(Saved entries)
+===+
pub mod benchmarks;
pub mod celebrations;
pub mod insights;
pub mod meals;
pub mod normalize;
pub mod range;
pub mod reminders;
pub mod report;
pub mod streaks;
pub mod wellness;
+===+
Please make an exact copy of the lines from the one holding "pub mod normalize;" through the final line of the records above, nothing more.

pub mod normalize;
pub mod range;
pub mod reminders;
pub mod report;
pub mod streaks;
pub mod wellness;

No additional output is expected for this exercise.